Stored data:

****

use std::path::Path;
use std::time::Duration;

use async_trait::async_trait;
use log::{debug, warn};
use secrecy::{ExposeSecret, SecretString};
use serde::{Deserialize, Serialize};
use tokio_util::sync::CancellationToken;

use super::http::{build_client, encode_image, send_json, EncodedImage};
use super::parse::{parse_ocr_response, parse_theme_response};
use super::prompts::{OCR_PROMPT, OCR_SYSTEM, THEMES_PROMPT, THEMES_SYSTEM};
use super::{OcrProvider, ProviderError, TextGenerator, ThemeProvider};
use crate::config::ProviderConfig;
use crate::model::ThemePayload;
use crate::secrets::resolve_secret_optional;

/// Chat/completions client for OpenAI and compatible servers (LM Studio,
/// vLLM, llama.cpp server).
pub struct OpenAiCompatibleProvider {
    client: reqwest::Client,
    endpoint: String,
    model: String,
    api_key: Option<SecretString>,
    /// Set when the provider cannot be used; every call reports it.
    unusable: Option<String>,
}

#[derive(Debug, Serialize)]
struct ChatRequest<'a> {
    model: &'a str,
    messages: Vec<ChatMessage<'a>>,
    max_tokens: u32,
    temperature: f32,
}

#[derive(Debug, Serialize)]
struct ChatMessage<'a> {
    role: &'static str,
    content: MessageContent<'a>,
}

#[derive(Debug, Serialize)]
#[serde(untagged)]
enum MessageContent<'a> {
    Text(&'a str),
    Parts(Vec<ContentPart<'a>>),
}

#[derive(Debug, Serialize)]
#[serde(tag = "type", rename_all = "snake_case")]
enum ContentPart<'a> {
    Text { text: &'a str },
    ImageUrl { image_url: ImageUrl },
}

#[derive(Debug, Serialize)]
struct ImageUrl {
    url: String,
}

#[derive(Debug, Deserialize)]
struct ChatResponse {
    choices: Vec<ChatChoice>,
}

#[derive(Debug, Deserialize)]
struct ChatChoice {
    message: ChatResponseMessage,
}

#[derive(Debug, Deserialize)]
struct ChatResponseMessage {
    #[serde(default)]
    content: Option<String>,
}

struct Completion<'a> {
    system: &'a str,
    prompt: &'a str,
    image: Option<&'a EncodedImage>,
    max_tokens: u32,
    temperature: f32,
}

impl OpenAiCompatibleProvider {
    pub fn new(
        endpoint: &str,
        model: &str,
        api_key: Option<SecretString>,
        timeout: Duration,
    ) -> Result<Self, ProviderError> {
        Ok(Self {
            client: build_client(timeout)?,
            endpoint: endpoint.trim_end_matches('/').to_string(),
            model: model.to_string(),
            api_key,
            unusable: None,
        })
    }

    /// Builds the provider from config. The hosted OpenAI endpoint needs a
    /// key; an explicitly configured endpoint may run without one.
    pub fn from_config(config: &ProviderConfig, timeout: Duration) -> Result<Self, ProviderError> {
        let (api_key, key_error) = match resolve_secret_optional(config.secret_source()) {
            Ok(key) => (key, None),
            Err(e) => {
                warn!("Could not resolve API key for model {}: {}", config.model, e);
                (None, Some(e.to_string()))
            }
        };

        let mut provider = Self::new(config.endpoint(), &config.model, api_key, timeout)?;
        provider.unusable = match key_error {
            Some(reason) => Some(reason),
            None if provider.api_key.is_none() && config.endpoint.is_none() => Some(
                "openai provider needs one of apiKey, apiKeyFile or apiKeyEnvVar".to_string(),
            ),
            None => None,
        };
        Ok(provider)
    }

    pub fn is_usable(&self) -> bool {
        self.unusable.is_none()
    }

    fn build_request<'a>(&'a self, completion: &'a Completion<'a>) -> ChatRequest<'a> {
        let user_content = match completion.image {
            Some(image) => MessageContent::Parts(vec![
                ContentPart::Text {
                    text: completion.prompt,
                },
                ContentPart::ImageUrl {
                    image_url: ImageUrl {
                        url: image.data_url(),
                    },
                },
            ]),
            None => MessageContent::Text(completion.prompt),
        };

        ChatRequest {
            model: &self.model,
            messages: vec![
                ChatMessage {
                    role: "system",
                    content: MessageContent::Text(completion.system),
                },
                ChatMessage {
                    role: "user",
                    content: user_content,
                },
            ],
            max_tokens: completion.max_tokens,
            temperature: completion.temperature,
        }
    }

    async fn complete(
        &self,
        completion: Completion<'_>,
        cancel: &CancellationToken,
    ) -> Result<String, ProviderError> {
        if let Some(reason) = &self.unusable {
            return Err(ProviderError::NotConfigured(reason.clone()));
        }
        if cancel.is_cancelled() {
            return Err(ProviderError::Cancelled);
        }

        let url = format!("{}/chat/completions", self.endpoint);
        let mut request = self.client.post(&url).json(&self.build_request(&completion));
        if let Some(key) = &self.api_key {
            request = request.bearer_auth(key.expose_secret());
        }

        debug!("chat/completions request to model {}", self.model);
        let response: ChatResponse = send_json(request, cancel).await?;

        response
            .choices
            .into_iter()
            .next()
            .map(|choice| choice.message.content.unwrap_or_default())
            .ok_or_else(|| ProviderError::InvalidResponse("response has no choices".to_string()))
    }
}

#[async_trait]
impl OcrProvider for OpenAiCompatibleProvider {
    async fn extract_text(
        &self,
        image: &Path,
        cancel: &CancellationToken,
    ) -> Result<Option<String>, ProviderError> {
        if let Some(reason) = &self.unusable {
            return Err(ProviderError::NotConfigured(reason.clone()));
        }
        let encoded = encode_image(image).await?;
        let text = self
            .complete(
                Completion {
                    system: OCR_SYSTEM,
                    prompt: OCR_PROMPT,
                    image: Some(&encoded),
                    max_tokens: 1000,
                    temperature: 0.0,
                },
                cancel,
            )
            .await?;
        Ok(parse_ocr_response(&text))
    }
}

#[async_trait]
impl ThemeProvider for OpenAiCompatibleProvider {
    async fn extract_themes(
        &self,
        image: &Path,
        cancel: &CancellationToken,
    ) -> Result<ThemePayload, ProviderError> {
        if let Some(reason) = &self.unusable {
            return Err(ProviderError::NotConfigured(reason.clone()));
        }
        let encoded = encode_image(image).await?;
        let text = self
            .complete(
                Completion {
                    system: THEMES_SYSTEM,
                    prompt: THEMES_PROMPT,
                    image: Some(&encoded),
                    max_tokens: 400,
                    temperature: 0.2,
                },
                cancel,
            )
            .await?;
        parse_theme_response(&text).ok_or_else(|| {
            ProviderError::InvalidResponse("theme answer is neither JSON nor a tag list".to_string())
        })
    }
}

#[async_trait]
impl TextGenerator for OpenAiCompatibleProvider {
    async fn generate(
        &self,
        system_prompt: &str,
        user_prompt: &str,
        cancel: &CancellationToken,
    ) -> Result<String, ProviderError> {
        self.complete(
            Completion {
                system: system_prompt,
                prompt: user_prompt,
                image: None,
                max_tokens: 600,
                temperature: 0.4,
            },
            cancel,
        )
        .await
    }
}

#[cfg(test)]
mod tests {
    use super::*;
    use crate::config::ProviderKind;

    fn config(endpoint: Option<&str>, api_key: Option<&str>) -> ProviderConfig {
        ProviderConfig {
            kind: ProviderKind::OpenAi,
            endpoint: endpoint.map(str::to_string),
            model: "gpt-4o-mini".to_string(),
            api_key: api_key.map(str::to_string),
            api_key_file: None,
            api_key_env_var: None,
        }
    }

    #[test]
    fn test_hosted_endpoint_requires_key() {
        let timeout = Duration::from_secs(5);
        assert!(!OpenAiCompatibleProvider::from_config(&config(None, None), timeout)
            .unwrap()
            .is_usable());
        assert!(OpenAiCompatibleProvider::from_config(&config(None, Some("sk-test")), timeout)
            .unwrap()
            .is_usable());
        assert!(
            OpenAiCompatibleProvider::from_config(&config(Some("http://localhost:1234/v1"), None), timeout)
                .unwrap()
                .is_usable()
        );
    }

    #[test]
    fn test_unreadable_key_file_is_unusable() {
        let mut cfg = config(Some("http://localhost:1234/v1"), None);
        cfg.api_key_file = Some("/nonexistent/clearproof/key".to_string());
        let provider = OpenAiCompatibleProvider::from_config(&cfg, Duration::from_secs(5)).unwrap();
        assert!(!provider.is_usable());
    }

    #[test]
    fn test_vision_request_shape() {
        let provider =
            OpenAiCompatibleProvider::new("http://localhost:1234/v1/", "vl", None, Duration::from_secs(5))
                .unwrap();
        assert_eq!(provider.endpoint, "http://localhost:1234/v1");

        let image = EncodedImage {
            mime_type: "image/png".to_string(),
            data: "YWJj".to_string(),
        };
        let completion = Completion {
            system: "sys",
            prompt: "read it",
            image: Some(&image),
            max_tokens: 10,
            temperature: 0.0,
        };

        let json = serde_json::to_value(provider.build_request(&completion)).unwrap();
        assert_eq!(json["model"], "vl");
        assert_eq!(json["messages"][0]["role"], "system");
        assert_eq!(json["messages"][0]["content"], "sys");
        assert_eq!(json["messages"][1]["content"][0]["type"], "text");
        assert_eq!(json["messages"][1]["content"][1]["type"], "image_url");
        assert_eq!(
            json["messages"][1]["content"][1]["image_url"]["url"],
            "data:image/png;base64,YWJj"
        );
    }

    #[test]
    fn test_text_request_shape() {
        let provider =
            OpenAiCompatibleProvider::new("http://localhost:1234/v1", "m", None, Duration::from_secs(5))
                .unwrap();
        let completion = Completion {
            system: "sys",
            prompt: "hello",
            image: None,
            max_tokens: 10,
            temperature: 0.5,
        };
        let json = serde_json::to_value(provider.build_request(&completion)).unwrap();
        assert_eq!(json["messages"][1]["content"], "hello");
    }

    #[test]
    fn test_response_decoding() {
        let body = r#"{"choices":[{"message":{"role":"assistant","content":"[\"a\"]"}}]}"#;
        let parsed: ChatResponse = serde_json::from_str(body).unwrap();
        assert_eq!(parsed.choices[0].message.content.as_deref(), Some("[\"a\"]"));

        let null_content = r#"{"choices":[{"message":{"content":null}}]}"#;
        let parsed: ChatResponse = serde_json::from_str(null_content).unwrap();
        assert!(parsed.choices[0].message.content.is_none());
    }
}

****

Looking at the entries above, count the lines that hold the string "needs" and reply with the count alone.

2